Principal component analysis is a common linear dimensionality reduction technique that maps the coordinates in each frame of your trajectory to a linear combination of orthogonal vectors. The vectors are called principal components, and they are ordered such that the first principal component accounts for the most variance in the original data (i.e. the largest uncorrelated motion in your trajectory), and each successive component accounts for less and less variance.

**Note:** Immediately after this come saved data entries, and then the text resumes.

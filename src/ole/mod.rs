//! OLE2 compound file support.
//!
//! The compound file reader is always available because container probing
//! needs it to tell Word, Excel and PowerPoint binaries apart. Text
//! extraction from Word documents is behind the `ole` feature.

/// Constants for OLE file format
pub mod consts;

/// Main OLE file parsing implementation
mod file;

/// Legacy Word document (.doc) decoder
#[cfg(feature = "ole")]
pub mod doc;

#[cfg(test)]
pub(crate) mod test_support;

pub use file::{OleError, OleFile, is_ole_file};
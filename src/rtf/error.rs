//! Error types for RTF parsing.

use std::fmt;

/// Result type for RTF operations.
pub type RtfResult<T> = Result<T, RtfError>;

/// RTF parsing errors.
#[derive(Debug, Clone, PartialEq, Eq)]
pub enum RtfError {
    /// Input does not start with `{\rtf`
    MissingHeader,
    /// Unexpected end of input (inside a group, escape or binary run)
    UnexpectedEof,
    /// A closing brace without a matching opening brace
    UnbalancedGroup,
    /// Invalid control word
    InvalidControlWord(String),
    /// Invalid `\'hh` escape
    InvalidHex(String),
    /// Group nesting deeper than the configured limit
    NestingTooDeep(usize),
}

impl fmt::Display for RtfError {
    fn fmt(&self, f: &mut fmt::Formatter<'_>) -> fmt::Result {
        match self {
            RtfError::MissingHeader => write!(f, "missing {{\\rtf header"),
            RtfError::UnexpectedEof => write!(f, "unexpected end of input"),
            RtfError::UnbalancedGroup => write!(f, "unbalanced closing brace"),
            RtfError::InvalidControlWord(msg) => write!(f, "invalid control word: {}", msg),
            RtfError::InvalidHex(msg) => write!(f, "invalid hex escape: {}", msg),
            RtfError::NestingTooDeep(limit) => {
                write!(f, "group nesting deeper than {}", limit)
            },
        }
    }
}

impl std::error::Error for RtfError {}
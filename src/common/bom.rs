//! Byte Order Mark (BOM) utilities.
//!
//! Provides detection and stripping helpers for the Unicode encodings a plain
//! text buffer may announce with a BOM.

/// Supported BOM encodings.
#[derive(Debug, Clone, Copy, PartialEq, Eq)]
pub enum BomKind {
    Utf8,
    Utf16Le,
    Utf16Be,
    Utf32Le,
    Utf32Be,
}

impl BomKind {
    /// Returns the byte representation of the BOM.
    #[inline]
    pub const fn as_bytes(&self) -> &'static [u8] {
        match self {
            BomKind::Utf8 => &UTF8_BOM,
            BomKind::Utf16Le => &UTF16_LE_BOM,
            BomKind::Utf16Be => &UTF16_BE_BOM,
            BomKind::Utf32Le => &UTF32_LE_BOM,
            BomKind::Utf32Be => &UTF32_BE_BOM,
        }
    }

    /// Returns the length in bytes of the BOM.
    #[inline]
    #[allow(clippy::len_without_is_empty)] // No need to check for empty BOMs
    pub const fn len(&self) -> usize {
        self.as_bytes().len()
    }
}

/// UTF-8 BOM bytes.
pub const UTF8_BOM: [u8; 3] = [0xEF, 0xBB, 0xBF];
/// UTF-16 little-endian BOM bytes.
pub const UTF16_LE_BOM: [u8; 2] = [0xFF, 0xFE];
/// UTF-16 big-endian BOM bytes.
pub const UTF16_BE_BOM: [u8; 2] = [0xFE, 0xFF];
/// UTF-32 little-endian BOM bytes.
pub const UTF32_LE_BOM: [u8; 4] = [0xFF, 0xFE, 0x00, 0x00];
/// UTF-32 big-endian BOM bytes.
pub const UTF32_BE_BOM: [u8; 4] = [0x00, 0x00, 0xFE, 0xFF];

/// Detects a BOM at the start of `bytes`.
///
/// UTF-32 marks are checked before UTF-16 ones because the UTF-32 LE mark
/// starts with the UTF-16 LE mark.
pub fn detect_bom(bytes: &[u8]) -> Option<BomKind> {
    [
        BomKind::Utf32Be,
        BomKind::Utf32Le,
        BomKind::Utf8,
        BomKind::Utf16Be,
        BomKind::Utf16Le,
    ]
    .into_iter()
    .find(|kind| bytes.starts_with(kind.as_bytes()))
}

/// Splits a leading BOM off `bytes`.
///
/// Returns the detected BOM kind (if any) and the remaining payload.
#[inline]
pub fn strip_bom(bytes: &[u8]) -> (Option<BomKind>, &[u8]) {
    match detect_bom(bytes) {
        Some(kind) => (Some(kind), &bytes[kind.len()..]),
        None => (None, bytes),
    }
}
//! Office Open XML (OOXML) text extraction.
//!
//! Word, Excel and PowerPoint documents are Open Packaging Conventions
//! packages: a ZIP archive whose parts are linked by relationship parts.
//! The decoders locate the main part through the package relationships,
//! then stream the XML of each story, sheet or slide into text.
//!
//! # Example
//!
//! ```rust,no_run
//! use textractor::{DecodeContext, Decoder, ExtractOptions, FormatTag};
//! use textractor::ooxml::DocxDecoder;
//!
//! let data = std::fs::read("report.docx")?;
//! let options = ExtractOptions::default();
//! let ctx = DecodeContext::new(&options, FormatTag::Docx);
//! println!("{}", DocxDecoder.decode(&data, &ctx)?);
//! # Ok::<(), Box<dyn std::error::Error>>(())
//! ```

mod docx;
mod package;
mod pptx;
pub mod rels;
mod xlsx;

pub use docx::DocxDecoder;
pub use pptx::PptxDecoder;
pub use xlsx::XlsxDecoder;

#[cfg(test)]
pub(crate) use docx::tests::build_docx;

The frame-by-frame conformational fluctuation can be considered a linear combination of the essential dynamics yielded by the PCA. Please see http://www.springer.com/gp/book/9780387954424 and https://doi.org/10.1063/1.4885338, for a more in-depth introduction to PCA.

In [None]:
#@title **Calculating the Principal component analysis (PCA)**
import warnings
warnings.filterwarnings('ignore')

#@markdown **Provide inputs below:**
Selection1 = '120' #@param {type:"string"}
Selection2 = '130' #@param {type:"string"}

import MDAnalysis as mda
import MDAnalysis.analysis.pca as pca

u = mda.Universe(pdb_ref,traj)
pca_calc = pca.PCA(u, select=f'resid {Selection1}:{Selection2}')
pca_calc.run()

In [None]:
#@title **Calculating the Variance of Each Principal Component**
import numpy as np
import pandas as pd
import matplotlib.pyplot as plt
import warnings
warnings.filterwarnings('ignore')

n_pcs = np.where(pca_calc.cumulated_variance > 0.99)[0][0]
atomgroup = u.select_atoms(f'resid {Selection1}:{Selection2}')
pca_space = pca_calc.transform(atomgroup, n_components=n_pcs)

for i in range(10):
    print(f"Cumulated variance for PC{i+1}: {pca_calc.cumulated_variance[i]:.3f}")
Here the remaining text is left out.